Ednafrommooneyponds · 11/08/2020 11:55

@dontdisturbmenow@ Depending how long you plan on letting your offspring live rent and bill free at your home, you may well be subsiding them to similar amounts that others receive up-front in cash.

honeylulu · 11/08/2020 12:00

If people stop buying they will need to rent, so landlords will buy more rental properties, no?

And one bed starter homes aren't great deal any more because stamp duty is now so high (ok there is a SD holiday at the moment but it won't last long). So every time you upgrade by moving to a slightly bigger home you can blow 10-20k on stamp duty easily. It might be better to stretch yourself in the first place and not keep moving.

MaskingForIt · 11/08/2020 12:03

Why would (say) a single 24yo need a 2 bed semi, when maybe a cheaper 1 bed flat would do?

Because stamp duty, solicitors fees, estate agent fees and moving costs are expensive, and I didn’t want to have to pay it all again in 5 years time.

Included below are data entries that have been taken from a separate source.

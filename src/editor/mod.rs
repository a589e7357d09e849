//! The editor: core state plus the plugins driving it.
//!
//! The host forwards DOM events through the `handle_*` methods. Each call
//! delivers one event to the plugins in order, then drains the events the
//! plugins raised meanwhile. Work a plugin scheduled for after the host's
//! default handling runs when the host calls [`Editor::run_deferred`].

mod editor_core;
mod format;
mod options;
mod state;
mod undo;

pub use editor_core::{DeferredTask, EditorCore};
pub use format::{DeletedEntity, FormatContext, FormatOptions};
pub use options::{DisposeErrorHandler, EditorOptions, Environment};
pub use state::{
    CacheState, EntityMapEntry, EntityMapState, FormatState, LifecycleState, PendingFormat,
    UndoState,
};

use crate::dom::{Dom, DomSelection, NodeId, SnapshotSelection};
use crate::edit;
use crate::error::{Error, Result};
use crate::input::{InputEvent, KeyboardEvent};
use crate::model::{ContentModelDocument, Entity};
use crate::plugin::{
    CachePlugin, ChangeSource, EditorPlugin, EntityPlugin, FormatPlugin, PluginEvent, UndoPlugin,
};
use crate::undo::{Snapshot, Snapshots};

/// Events drained after one host call. Plugins that keep raising events
/// beyond this are cut off.
const MAX_QUEUED_EVENTS: usize = 256;

/// A rich-text editor bound to one root element.
pub struct Editor {
    core: EditorCore,
    plugins: Vec<Box<dyn EditorPlugin>>,
    dispose_error_handler: Option<DisposeErrorHandler>,
    shadow_snapshot: Option<Snapshot>,
}

impl Editor {
    /// Create an editor on a fresh `div contenteditable="true"` root.
    pub fn new(options: EditorOptions) -> Result<Self> {
        let mut dom = Dom::new();
        let root = dom.create_element("div");
        dom.set_attribute(root, "contenteditable", "true")?;
        Self::with_root(dom, root, options)
    }

    /// Create an editor on an existing root element of `dom`.
    pub fn with_root(dom: Dom, root: NodeId, mut options: EditorOptions) -> Result<Self> {
        if !dom.is_element(root) {
            return Err(Error::NodeNotFound(root));
        }
        let service = options
            .undo_snapshot_service
            .take()
            .unwrap_or_else(|| Box::new(Snapshots::new(options.undo_max_size)));
        let mut core = EditorCore::new(
            dom,
            root,
            service,
            options.disable_cache,
            options.add_delimiter_for_entity,
            options.environment,
            options.default_segment_format.clone(),
        );
        if let Some(html) = &options.initial_html {
            core.dom_mut().set_inner_html(root, html)?;
        }

        let mut plugins: Vec<Box<dyn EditorPlugin>> = vec![
            Box::new(CachePlugin::new()),
            Box::new(UndoPlugin::new()),
            Box::new(FormatPlugin::new()),
            Box::new(EntityPlugin::new()),
        ];
        plugins.append(&mut options.plugins);

        let mut editor = Self {
            core,
            plugins,
            dispose_error_handler: options.dispose_error_handler.take(),
            shadow_snapshot: None,
        };
        for plugin in &mut editor.plugins {
            plugin.initialize(&mut editor.core);
        }
        editor.dispatch(PluginEvent::EditorReady)?;
        tracing::debug!(plugins = editor.plugins.len(), "editor ready");
        Ok(editor)
    }

    #[must_use]
    pub const fn core(&self) -> &EditorCore {
        &self.core
    }

    /// Mutable core access. Events raised through it are delivered on the
    /// next `Editor` call, or by [`flush_events`](Self::flush_events).
    pub fn core_mut(&mut self) -> &mut EditorCore {
        &mut self.core
    }

    #[must_use]
    pub fn dom(&self) -> &Dom {
        self.core.dom()
    }

    /// The DOM as the host sees it, for simulating native edits.
    pub fn dom_mut(&mut self) -> &mut Dom {
        self.core.dom_mut()
    }

    #[must_use]
    pub const fn root(&self) -> NodeId {
        self.core.root()
    }

    #[must_use]
    pub const fn is_disposed(&self) -> bool {
        self.core.is_disposed()
    }

    /// Inner HTML of the root, editor-only markup included.
    pub fn inner_html(&self) -> Result<String> {
        self.core.ensure_alive()?;
        Ok(self.core.dom().inner_html(self.core.root()))
    }

    pub fn get_dom_selection(&self) -> Result<Option<DomSelection>> {
        self.core.get_dom_selection()
    }

    pub fn set_dom_selection(&mut self, selection: Option<DomSelection>) -> Result<()> {
        self.core.set_dom_selection(selection)?;
        self.flush_events()
    }

    pub fn create_content_model(&mut self) -> Result<ContentModelDocument> {
        self.core.create_content_model(None)
    }

    /// Replace the whole content with `html`. Records an undo step.
    pub fn set_content(&mut self, html: &str) -> Result<()> {
        self.core.ensure_alive()?;
        let root = self.core.root();
        self.core.dom_mut().set_inner_html(root, html)?;
        self.core.cache.invalidate();
        self.core.set_selection_silently(None);
        self.core.add_undo_snapshot(false, Vec::new())?;
        self.core.trigger_event(PluginEvent::ContentChanged {
            source: ChangeSource::SetContent,
            data: None,
            changed_entities: None,
            entity_states: Vec::new(),
        })?;
        self.flush_events()
    }

    /// See [`EditorCore::format_content_model`].
    pub fn format_content_model(
        &mut self,
        mutator: impl FnOnce(&mut ContentModelDocument, &mut FormatContext) -> bool,
        options: FormatOptions,
    ) -> Result<bool> {
        let changed = self.core.format_content_model(mutator, options)?;
        self.flush_events()?;
        Ok(changed)
    }

    pub fn undo(&mut self) -> Result<bool> {
        let moved = self.core.undo()?;
        self.flush_events()?;
        Ok(moved)
    }

    pub fn redo(&mut self) -> Result<bool> {
        let moved = self.core.redo()?;
        self.flush_events()?;
        Ok(moved)
    }

    /// Record the current content as an undo step.
    pub fn take_snapshot(&mut self) -> Result<()> {
        self.core.add_undo_snapshot(false, Vec::new())
    }

    /// Forward a `keydown`. The returned event tells the host whether to run
    /// its default action.
    pub fn handle_key_down(&mut self, raw: KeyboardEvent) -> Result<KeyboardEvent> {
        let event = self.dispatch(PluginEvent::KeyDown {
            raw,
            handled_by_edit_feature: false,
        })?;
        Ok(event.keyboard().copied().unwrap_or(raw))
    }

    pub fn handle_key_up(&mut self, raw: KeyboardEvent) -> Result<KeyboardEvent> {
        let event = self.dispatch(PluginEvent::KeyUp { raw })?;
        Ok(event.keyboard().copied().unwrap_or(raw))
    }

    /// Forward an `input` event, after the host applied it to the DOM.
    pub fn handle_input(&mut self, raw: InputEvent) -> Result<()> {
        self.dispatch(PluginEvent::Input { raw }).map(drop)
    }

    pub fn handle_composition_end(&mut self, data: &str) -> Result<()> {
        self.dispatch(PluginEvent::CompositionEnd {
            data: data.to_string(),
        })
        .map(drop)
    }

    /// Forward a `selectionchange`.
    pub fn handle_selection_change(&mut self, selection: Option<DomSelection>) -> Result<()> {
        self.core.ensure_alive()?;
        let old = self.core.selection().copied();
        if old == selection {
            return Ok(());
        }
        self.core.set_selection_silently(selection);
        self.dispatch(PluginEvent::SelectionChanged {
            new: selection,
            old,
        })
        .map(drop)
    }

    /// Run the work scheduled for after the host's default handling. After
    /// dispose the queue is already empty, so this is a no-op.
    ///
    /// Returns how many tasks ran.
    pub fn run_deferred(&mut self) -> Result<usize> {
        if self.core.is_disposed() {
            tracing::trace!("deferred tasks skipped, editor disposed");
            return Ok(0);
        }
        let tasks = self.core.take_deferred();
        let mut ran = 0;
        for task in tasks {
            if self.core.is_disposed() {
                tracing::trace!("remaining deferred tasks skipped, editor disposed");
                break;
            }
            if let Err(err) = task(&mut self.core) {
                tracing::warn!(%err, "deferred task failed");
            }
            ran += 1;
        }
        self.flush_events()?;
        Ok(ran)
    }

    /// Paste `html` at the selection, replacing selected content.
    pub fn paste(&mut self, html: &str) -> Result<bool> {
        let event = self.dispatch(PluginEvent::BeforePaste {
            html: html.to_string(),
        })?;
        let PluginEvent::BeforePaste { html } = event else {
            return Ok(false);
        };
        let changed = edit::paste(&mut self.core, &html)?;
        self.flush_events()?;
        Ok(changed)
    }

    /// HTML of the selected content, editor-only markup removed.
    pub fn copy(&mut self) -> Result<Option<String>> {
        self.extract_selection(false)
    }

    /// Like [`copy`](Self::copy), then delete the selection.
    pub fn cut(&mut self) -> Result<Option<String>> {
        let html = self.extract_selection(true)?;
        if html.is_some() {
            edit::delete_selected_content(&mut self.core, ChangeSource::Cut)?;
            self.flush_events()?;
        }
        Ok(html)
    }

    fn extract_selection(&mut self, is_cut: bool) -> Result<Option<String>> {
        self.core.ensure_alive()?;
        let Some(clone) = edit::clone_selected_content(&mut self.core)? else {
            return Ok(None);
        };
        self.dispatch(PluginEvent::BeforeCutCopy { is_cut, root: clone })?;
        let html = self.core.dom().inner_html(clone);
        self.core.dom_mut().release(clone);
        Ok(Some(html))
    }

    /// Content HTML without editor-only markup such as entity delimiters.
    pub fn get_content(&mut self) -> Result<String> {
        self.core.ensure_alive()?;
        let root = self.core.root();
        let clone = self.core.dom_mut().clone_subtree(root)?;
        let result = self.dispatch(PluginEvent::ExtractContentWithDom { root: clone });
        let html = self.core.dom().inner_html(clone);
        self.core.dom_mut().release(clone);
        result?;
        Ok(html)
    }

    /// Insert `wrapper` as a read-only entity at the selection. `wrapper`
    /// must be a detached element; it gets a unique id among live entities.
    pub fn insert_entity(
        &mut self,
        wrapper: NodeId,
        entity_type: &str,
        is_block: bool,
    ) -> Result<Option<Entity>> {
        let entity = edit::insert_entity(&mut self.core, wrapper, entity_type, is_block)?;
        self.flush_events()?;
        Ok(entity)
    }

    /// Start a preview: edits until [`leave_shadow_edit`] are discarded and
    /// never recorded in undo.
    ///
    /// [`leave_shadow_edit`]: Self::leave_shadow_edit
    pub fn enter_shadow_edit(&mut self) -> Result<()> {
        self.core.ensure_alive()?;
        if self.core.is_in_shadow_edit() {
            return Ok(());
        }
        let root = self.core.root();
        self.shadow_snapshot = Some(Snapshot {
            html: self.core.dom().inner_html(root),
            entity_states: Vec::new(),
            selection: self
                .core
                .selection()
                .and_then(|selection| SnapshotSelection::capture(self.core.dom(), root, selection)),
        });
        self.core.lifecycle.shadow_edit = true;
        self.dispatch(PluginEvent::EnteredShadowEdit).map(drop)
    }

    /// End the preview and put the content back.
    pub fn leave_shadow_edit(&mut self) -> Result<()> {
        self.core.ensure_alive()?;
        if !self.core.is_in_shadow_edit() {
            return Ok(());
        }
        self.dispatch(PluginEvent::LeavingShadowEdit)?;
        self.core.lifecycle.shadow_edit = false;
        if let Some(snapshot) = self.shadow_snapshot.take() {
            let root = self.core.root();
            self.core.dom_mut().set_inner_html(root, &snapshot.html)?;
            self.core.cache.invalidate();
            let selection = snapshot
                .selection
                .as_ref()
                .and_then(|selection| selection.resolve(self.core.dom(), root));
            self.core.set_selection_silently(selection);
        }
        Ok(())
    }

    /// Dispose every plugin, last registered first, then shut the core.
    ///
    /// A plugin failing to dispose is reported to the dispose error handler
    /// (or logged) and the others are still disposed. Any later call fails
    /// with [`Error::Disposed`].
    pub fn dispose(&mut self) -> Result<()> {
        self.core.ensure_alive()?;
        if let Err(err) = self.dispatch(PluginEvent::BeforeDispose) {
            tracing::warn!(%err, "beforeDispose handling failed");
        }
        for plugin in self.plugins.iter_mut().rev() {
            if let Err(err) = plugin.dispose(&mut self.core) {
                match self.dispose_error_handler.as_mut() {
                    Some(handler) => handler(plugin.name(), &err),
                    None => tracing::error!(plugin = plugin.name(), %err, "plugin dispose failed"),
                }
            }
        }
        self.core.mark_disposed();
        self.shadow_snapshot = None;
        tracing::debug!("editor disposed");
        Ok(())
    }

    /// Deliver the events queued through the core.
    pub fn flush_events(&mut self) -> Result<()> {
        let mut delivered = 0;
        while let Some(mut event) = self.core.next_event() {
            if delivered == MAX_QUEUED_EVENTS {
                let mut dropped = 1;
                while self.core.next_event().is_some() {
                    dropped += 1;
                }
                tracing::warn!(dropped, "plugin event budget exhausted");
                break;
            }
            delivered += 1;
            self.deliver(&mut event)?;
        }
        Ok(())
    }

    fn dispatch(&mut self, mut event: PluginEvent) -> Result<PluginEvent> {
        self.core.ensure_alive()?;
        self.deliver(&mut event)?;
        self.flush_events()?;
        Ok(event)
    }

    fn deliver(&mut self, event: &mut PluginEvent) -> Result<()> {
        if event.is_dom_event() {
            let core = &self.core;
            let claimer = self
                .plugins
                .iter_mut()
                .position(|plugin| plugin.will_handle_event_exclusively(core, event));
            if let Some(index) = claimer {
                tracing::trace!(
                    plugin = self.plugins[index].name(),
                    event = event.name(),
                    "event handled exclusively"
                );
                return self.plugins[index].on_plugin_event(&mut self.core, event);
            }
        }
        for plugin in &mut self.plugins {
            plugin.on_plugin_event(&mut self.core, event)?;
        }
        Ok(())
    }
}

impl std::fmt::Debug for Editor {
    fn fmt(&self, f: &mut std::fmt::Formatter<'_>) -> std::fmt::Result {
        f.debug_struct("Editor")
            .field("core", &self.core)
            .field(
                "plugins",
                &self.plugins.iter().map(|p| p.name()).collect::<Vec<_>>(),
            )
            .finish_non_exhaustive()
    }
}
//! Per-editor state records owned by [`EditorCore`](crate::EditorCore).
//!
//! Built-in plugins keep their state here rather than inside themselves, so
//! the core APIs (transactions, undo) can read and update it directly.

use std::collections::BTreeMap;

use crate::convert::DomIndexer;
use crate::dom::{DomPosition, NodeId};
use crate::model::{ContentModelDocument, SegmentFormat};
use crate::undo::UndoSnapshotsService;

/// Cached model and the index that keeps it in sync with the DOM.
#[derive(Debug, Default)]
pub struct CacheState {
    pub model: Option<ContentModelDocument>,
    /// `None` when caching is disabled.
    pub indexer: Option<DomIndexer>,
    /// A nested transaction asked for a clear; the outermost one applies it.
    pub(crate) pending_clear: bool,
    /// An invalidation arrived during shadow edit.
    pub(crate) deferred_invalidation: bool,
}

impl CacheState {
    #[must_use]
    pub fn is_enabled(&self) -> bool {
        self.indexer.is_some()
    }

    /// An invalidation is waiting for shadow edit to end.
    #[must_use]
    pub const fn has_deferred_invalidation(&self) -> bool {
        self.deferred_invalidation
    }

    /// Drop the cached model and its index.
    pub fn invalidate(&mut self) {
        self.model = None;
        if let Some(indexer) = &mut self.indexer {
            indexer.clear();
        }
    }
}

pub struct UndoState {
    pub service: Box<dyn UndoSnapshotsService>,
    /// Content changed since the last snapshot.
    pub has_new_content: bool,
}

impl std::fmt::Debug for UndoState {
    fn fmt(&self, f: &mut std::fmt::Formatter<'_>) -> std::fmt::Result {
        f.debug_struct("UndoState")
            .field("has_new_content", &self.has_new_content)
            .finish_non_exhaustive()
    }
}

#[derive(Clone, Copy, Debug, Default, PartialEq, Eq)]
pub struct LifecycleState {
    pub is_disposed: bool,
    /// Preview mode: cache invalidation and snapshots wait until it ends.
    pub shadow_edit: bool,
}

/// Format to apply to the next typed text at `position`.
#[derive(Clone, Debug, PartialEq, Eq)]
pub struct PendingFormat {
    pub format: SegmentFormat,
    /// Caret the format was set at. Moving away cancels it.
    pub position: Option<DomPosition>,
}

#[derive(Clone, Debug, Default, PartialEq, Eq)]
pub struct FormatState {
    pub pending_format: Option<PendingFormat>,
    pub default_format: SegmentFormat,
}

/// Known entity of the entity map.
#[derive(Clone, Debug, PartialEq, Eq)]
pub struct EntityMapEntry {
    pub wrapper: NodeId,
    pub entity_type: Option<String>,
    pub is_deleted: bool,
}

/// Entity id → entry.
#[derive(Clone, Debug, Default, PartialEq, Eq)]
pub struct EntityMapState {
    pub entities: BTreeMap<String, EntityMapEntry>,
}

impl EntityMapState {
    /// `base` if unused, else `base_1`, `base_2`, ...
    ///
    /// A trailing `_<n>` already on `base` is stripped first so repeated
    /// copies do not grow `_1_1_1`.
    #[must_use]
    pub fn unique_id(&self, base: &str) -> String {
        if !self.entities.contains_key(base) {
            return base.to_string();
        }
        let stem = match base.rsplit_once('_') {
            Some((stem, suffix))
                if !stem.is_empty() && !suffix.is_empty() && suffix.bytes().all(|b| b.is_ascii_digit()) =>
            {
                stem
            }
            _ => base,
        };
        (1..)
            .map(|n| format!("{stem}_{n}"))
            .find(|id| !self.entities.contains_key(id))
            .unwrap_or_else(|| stem.to_string())
    }
}

#[cfg(test)]
mod tests {
    use super::*;
    use crate::dom::Dom;

    #[test]
    fn test_unique_id() {
        let mut dom = Dom::new();
        let mut map = EntityMapState::default();
        assert_eq!(map.unique_id("mention"), "mention");
        for id in ["mention", "mention_1"] {
            map.entities.insert(
                id.to_string(),
                EntityMapEntry {
                    wrapper: dom.create_element("span"),
                    entity_type: None,
                    is_deleted: false,
                },
            );
        }
        assert_eq!(map.unique_id("mention"), "mention_2");
        assert_eq!(map.unique_id("mention_1"), "mention_2");
    }
}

Because I planned for my future, and my future didn’t include people living both sides, on top of and below me. Because hard work and sensible choices buys choices and opportunity.

SnuggyBuggy · 11/08/2020 12:05

It's a factor no doubt but surely buy to let landlords going for similar properties is another. I remember my sibling trying to buy her first home and she kept getting outbid by landlords

MaskingForIt · 11/08/2020 12:05

Also because it makes financial sense to put as much money as possible into things that go up in value, and as little money as possible into things that go down in value, hence the expression “always buy the most expensive house you can afford and the cheapest car you can stand to drive”.

SnuggyBuggy · 11/08/2020 12:06

Oh definitely stamp duty, we were lucky to be able to buy a 4 bed as our first property because why pay stamp duty again when you don't need to.

SerenDippitty · 11/08/2020 12:07

@Orangecake123

I think parental help has always been there. My grandfather gave my aunt £13,000 as a deposit. My uncle was given £100,000. My father never bought a home.

My cousin will be getting a £150,000 deposit from his mother.

I am saving up- but whilst I don't expect to be given help I wouldn't turn down any offers either.

These gifts will have tax implications surely?